Modi told Putin it was a “moment of joy” to visit.
“Looking forward to our talks tomorrow as well, which will surely go a long way in further cementing the bonds of friendship between India and Russia,” Modi later wrote on X, posting a photo of the leaders hugging.
Modi last visited Russia in 2019 and hosted Putin in New Delhi two years later, weeks before Russia began its offensive against Ukraine.
India has shied away from explicit condemnation of Russia ever since and has abstained on United Nations resolutions censuring Moscow.
Meanwhile, dozens of Ukrainian volunteers including hospital staff and rescue workers dug through debris from the Okhmatdyt pediatric hospital, which was hit in the missile barrage, in a desperate search for survivors, Agence France-Presse journalists on the scene saw.

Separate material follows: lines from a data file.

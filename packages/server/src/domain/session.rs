//! Per-socket session state machine.
//!
//! ```text
//! Unauthenticated --auth--> Authenticated { chama: None }
//! Authenticated --join_chama--> Authenticated { chama: Some(id) }
//! (any) --close--> Closed
//! ```
//!
//! The user id bound by `authenticate` never changes for the lifetime of
//! the session.

use super::{
    error::SessionError,
    value_object::{ChamaId, UserId},
};

/// Verified principal of a socket, produced only by a successful auth.
#[derive(Debug, Clone, Copy, PartialEq, Eq)]
pub struct AuthenticatedSession {
    user_id: UserId,
    chama_id: Option<ChamaId>,
}

impl AuthenticatedSession {
    pub fn user_id(&self) -> UserId {
        self.user_id
    }

    /// Chama room the socket is currently subscribed to.
    pub fn chama_id(&self) -> Option<ChamaId> {
        self.chama_id
    }
}

#[derive(Debug, Clone, Copy, Default, PartialEq, Eq)]
pub enum SessionState {
    #[default]
    Unauthenticated,
    Authenticated(AuthenticatedSession),
    Closed,
}

impl SessionState {
    /// Principal of the session, or `NotAuthenticated`.
    pub fn principal(&self) -> Result<AuthenticatedSession, SessionError> {
        match self {
            SessionState::Authenticated(session) => Ok(*session),
            SessionState::Unauthenticated => Err(SessionError::NotAuthenticated),
            SessionState::Closed => Err(SessionError::Closed),
        }
    }

    /// Check that `auth` is allowed in the current state.
    pub fn ensure_unauthenticated(&self) -> Result<(), SessionError> {
        match self {
            SessionState::Unauthenticated => Ok(()),
            SessionState::Authenticated(_) => Err(SessionError::AlreadyAuthenticated),
            SessionState::Closed => Err(SessionError::Closed),
        }
    }

    /// Transition `Unauthenticated -> Authenticated`.
    pub fn authenticate(&mut self, user_id: UserId) -> Result<AuthenticatedSession, SessionError> {
        self.ensure_unauthenticated()?;
        let session = AuthenticatedSession {
            user_id,
            chama_id: None,
        };
        *self = SessionState::Authenticated(session);
        Ok(session)
    }

    /// Record the joined chama, returning the one it replaces.
    pub fn enter_chama(&mut self, chama_id: ChamaId) -> Result<Option<ChamaId>, SessionError> {
        match self {
            SessionState::Authenticated(session) => Ok(session.chama_id.replace(chama_id)),
            SessionState::Unauthenticated => Err(SessionError::NotAuthenticated),
            SessionState::Closed => Err(SessionError::Closed),
        }
    }

    /// Enter `Closed`. Returns the principal the first time, `None` afterwards.
    pub fn close(&mut self) -> Option<AuthenticatedSession> {
        match std::mem::replace(self, SessionState::Closed) {
            SessionState::Authenticated(session) => Some(session),
            SessionState::Unauthenticated | SessionState::Closed => None,
        }
    }

    pub fn is_closed(&self) -> bool {
        matches!(self, SessionState::Closed)
    }
}
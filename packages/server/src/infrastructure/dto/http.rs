//! HTTP API response DTOs.

use serde::Serialize;

/// Users with a live connection in a chama room.
#[derive(Debug, Clone, PartialEq, Eq, Serialize)]
#[serde(rename_all = "camelCase")]
pub struct OnlineMembersDto {
    pub chama_id: i64,
    pub online_user_ids: Vec<i64>,
}

/// Snapshot of the live connection state (debug endpoint).
#[derive(Debug, Clone, PartialEq, Eq, Serialize)]
#[serde(rename_all = "camelCase")]
pub struct ConnectionsDto {
    pub registry: Vec<RegistryEntryDto>,
    pub rooms: Vec<RoomEntryDto>,
}

#[derive(Debug, Clone, PartialEq, Eq, Serialize)]
#[serde(rename_all = "camelCase")]
pub struct RegistryEntryDto {
    pub user_id: i64,
    pub connection_id: String,
}

#[derive(Debug, Clone, PartialEq, Eq, Serialize)]
#[serde(rename_all = "camelCase")]
pub struct RoomEntryDto {
    pub chama_id: i64,
    pub connection_ids: Vec<String>,
}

Kyiv said the children’s hospital had been struck by a Russian cruise missile with components produced in North Atlantic Treaty Organization member countries and announced a day of mourning in the capital.
Russia hit back claiming the extensive missile damage in Kyiv was caused by Ukrainian air defense systems.
Moscow said its forces had struck their “intended targets,” which it added were only defense industry and military installations.
The strikes damaged nearly 100 buildings, including multiple schools and a maternity hospital, he added.
The air force said air defense systems downed 30 projectiles.
The emergency services said 22 people were killed in Kyiv on Monday, including at both medical facilities hit in the attack, and that another 72 had been wounded.
In Ukrainian President Volodymyr Zelensky’s hometown of Kryvyi Rig, the strikes killed at least 10 and wounded more than 41, officials there said.
In Dnipro, a city of around one million people in the same region, one person was killed and six more were wounded, the region’s governor said, when a high-rise residential building and petrol station were hit.
And in the eastern Donetsk region, where Russian forces have taken a string of villages in recent weeks, the regional governor said three people were killed in Pokrovsk — a town that had a pre-war population of around 60,000 people.
“This shelling targeted civilians, hit infrastructure, and the whole world should see today the consequences of terror, which can only be responded to by force,” the head of Ukraine’s presidential administration, Andriy Yermak, wrote on social media.
“Russia cannot claim ignorance of where its missiles are flying and must be held fully accountable for all its crimes,” Zelensky said in a post on social media.